Records drawn from a dataset:
◆ ◆ ◆ ◆ ◆
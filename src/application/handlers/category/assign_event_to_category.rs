//! AssignEventToCategoryHandler - Command handler for grouping an event.

use std::sync::Arc;

use crate::application::{EntityKind, TicketingError, TicketingLocks};
use crate::domain::category::Category;
use crate::domain::foundation::{CategoryId, EventId};
use crate::ports::{CategoryRepository, EventRepository, UnitOfWork, WriteBatch};

/// Command to associate an event with a category.
#[derive(Debug, Clone)]
pub struct AssignEventToCategoryCommand {
    pub category_id: CategoryId,
    pub event_id: EventId,
}

/// Result of the association.
#[derive(Debug, Clone)]
pub struct AssignEventToCategoryResult {
    pub category: Category,
    /// False when the event was already in the category.
    pub newly_assigned: bool,
}

/// Handler for adding events to categories.
pub struct AssignEventToCategoryHandler {
    categories: Arc<dyn CategoryRepository>,
    events: Arc<dyn EventRepository>,
    unit_of_work: Arc<dyn UnitOfWork>,
    locks: Arc<TicketingLocks>,
}

impl AssignEventToCategoryHandler {
    pub fn new(
        categories: Arc<dyn CategoryRepository>,
        events: Arc<dyn EventRepository>,
        unit_of_work: Arc<dyn UnitOfWork>,
        locks: Arc<TicketingLocks>,
    ) -> Self {
        Self {
            categories,
            events,
            unit_of_work,
            locks,
        }
    }

    pub async fn handle(
        &self,
        cmd: AssignEventToCategoryCommand,
    ) -> Result<AssignEventToCategoryResult, TicketingError> {
        let _category_guard = self.locks.categories.acquire(cmd.category_id).await;

        let mut category = self
            .categories
            .find_by_id(cmd.category_id)
            .await?
            .ok_or_else(|| TicketingError::not_found(EntityKind::Category, cmd.category_id))?;
        if !self.events.exists(cmd.event_id).await? {
            return Err(TicketingError::not_found(EntityKind::Event, cmd.event_id));
        }

        let newly_assigned = category.add_event(cmd.event_id);
        if newly_assigned {
            self.unit_of_work
                .commit(WriteBatch::new().put_category(category.clone()))
                .await?;
            tracing::info!(
                category_id = %cmd.category_id,
                event_id = %cmd.event_id,
                "Event added to category"
            );
        }

        Ok(AssignEventToCategoryResult {
            category,
            newly_assigned,
        })
    }
}
//! Category repository port.

use async_trait::async_trait;

use crate::domain::category::Category;
use crate::domain::foundation::{CategoryId, DomainError, EventId, Repository};

/// Repository port for [`Category`] records.
///
/// Removing a category never touches its events.
#[async_trait]
pub trait CategoryRepository: Repository<Category, CategoryId> {
    /// Finds every category an event belongs to.
    async fn find_by_event(&self, event_id: EventId) -> Result<Vec<Category>, DomainError>;
}
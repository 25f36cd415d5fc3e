//! Event categories.
//!
//! A category groups events. It never owns them: deleting a category
//! leaves its events untouched, and deleting an event only detaches it.

use crate::domain::foundation::{CategoryId, EventId, ValidationError};
use serde::{Deserialize, Serialize};

/// Named grouping of events.
#[derive(Debug, Clone, PartialEq, Eq, Serialize, Deserialize)]
pub struct Category {
    id: CategoryId,
    name: String,
    events: Vec<EventId>,
}

impl Category {
    /// Creates an empty category.
    ///
    /// # Errors
    ///
    /// Returns `EmptyField` if `name` is blank.
    pub fn new(name: impl Into<String>) -> Result<Self, ValidationError> {
        let name = name.into();
        if name.trim().is_empty() {
            return Err(ValidationError::empty_field("name"));
        }
        Ok(Self {
            id: CategoryId::new(),
            name,
            events: Vec::new(),
        })
    }

    pub fn id(&self) -> CategoryId {
        self.id
    }

    pub fn name(&self) -> &str {
        &self.name
    }

    /// Events associated with this category.
    pub fn events(&self) -> &[EventId] {
        &self.events
    }

    /// Associates an event. Returns false if it was already associated.
    pub fn add_event(&mut self, event_id: EventId) -> bool {
        if self.events.contains(&event_id) {
            return false;
        }
        self.events.push(event_id);
        true
    }

    /// Drops the association with an event. Returns false if absent.
    pub fn remove_event(&mut self, event_id: EventId) -> bool {
        let before = self.events.len();
        self.events.retain(|id| *id != event_id);
        self.events.len() != before
    }
}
◆ ◆ ◆ ◆ ◆
Select and copy each line from the data that includes the word "EventRepository".

use crate::ports::{CategoryRepository, EventRepository, UnitOfWork, WriteBatch};
    events: Arc<dyn EventRepository>,
        events: Arc<dyn EventRepository>,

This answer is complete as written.